Thriving Together Series: Listening for Leaders

By: Melissa Schreibstein, Director of Well-Being Programs, Center for the Advancement of Well-Being

“Wisdom is the reward you get for a lifetime of listening when you’d have preferred to talk.” – Doug Larson

There is a leadership skill that is vital for all leaders to learn, to help employees navigate change and strengthen well-being in organizations. Hear this: it’s listening.

Simply put, effective leaders are good listeners.

If you’re a leader who people tend to come to for advice, focusing on listening might seem counterintuitive. Michael Bungay Stanier, author of The Advice Trap, notes that leaders often fall into the trap of giving advice when the better practice would be to listen. Yes, Stanier says it’s better to listen first, even when your advice is requested. Although we mean well, our advice is often not as helpful as we want it to be. Leaders who ask questions, and then listen fully to the responses, do more to help their people grow and learn.

In their 2018 HBR report titled The Power of Listening, Guy Itzchakov and Avraham N. (Avi) Kluger agreed. They reported that listening and asking questions can be a more effective tool to inspire positive change than the traditional feedback conversations between a manager and an employee. They suggest that leaders who develop listening skills are better equipped to help their employees to feel less anxious, more self-aware, and more willing to reflect.

David Burkus, Organizational Psychologist who recently published Lead from Anywhere: the Essential Guide to Managing Remote Teams, explains that remote teams who outperform and thrive have three common characteristics: shared understanding, shared identity, and psychological safety. Each element is enhanced through high-quality listening from leaders and managers. This means that leaders in remote environments have to be intentional about developing a keen ability to listen, to stay curious, and to ask powerful questions.

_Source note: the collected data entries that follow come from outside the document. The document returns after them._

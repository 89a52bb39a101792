//! Acervo Library Inventory Server
//!
//! Tracks users, libraries, book titles and their physical copies in memory,
//! keeping each title's copy count in step with its declared quantity, and
//! serves them over a JSON API.

use std::sync::Arc;

pub mod api;
pub mod config;
pub mod error;
pub mod models;
pub mod repository;
pub mod services;

pub use config::AppConfig;
pub use error::{AppError, AppResult};

/// Application state shared across all handlers
#[derive(Clone)]
pub struct AppState {
    pub config: Arc<AppConfig>,
    pub services: Arc<services::Services>,
}

impl AppState {
    /// Build the state over a ledger
    pub fn new(config: AppConfig, ledger: repository::Ledger) -> Self {
        let repository = repository::Repository::new(ledger);
        Self {
            config: Arc::new(config),
            services: Arc::new(services::Services::new(repository)),
        }
    }
}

Practicing Active Listening

Leaders should make listening a practice. You’ve probably heard of active listening, which involves fully concentrating on what is being said rather than just passively hearing the message of the speaker. Here are some keys ways to do so:

  • Work on listening with all senses and giving full attention to the speaker. Verbal and non-verbal messages such as maintaining appropriate eye contact, head nodding, mirroring but not mimicking facial expressions of emotion, saying “yes” or “mmm hmm,” and reflecting back what the speaker said are ways to show your interest and give in-the-moment feedback.
  • High-quality listening requires that leaders turn down their internal dialogue and turn up their external focus. Leaders who’ve developed their listening skills listen for a speaker’s words, as well as their expression and their emotion — both what is said and what is not said.
  • Set the right conditions for listening by limiting distractions. In conversations, staying focused on the person in front of you will be the difference between creating a strong, trusting relationship or eroding trust sentence-by-sentence. When it’s time to listen, leaders must be single-tasking only. It is impossible to multitask and be a fully present, mindful listener.
  • Leaders should also consider how to tap into their curiosity. In the HBR article, The Surprising Power of Questions, open-ended questions are descried as “wellsprings of innovation — which is often the result of finding the hidden, unexpected answer that no one has thought of before.” Leaders can practice asking powerful open-ended questions that begin with “what” or “how.” Also powerful, but to a lesser degree, are questions that begin with “when”, “where”, or “who.” The best way to know what question to ask is to fully, actively listen. It might be helpful to keep a list of powerful questions in an easy-to-see spot at your desk to refer to when getting more comfortable.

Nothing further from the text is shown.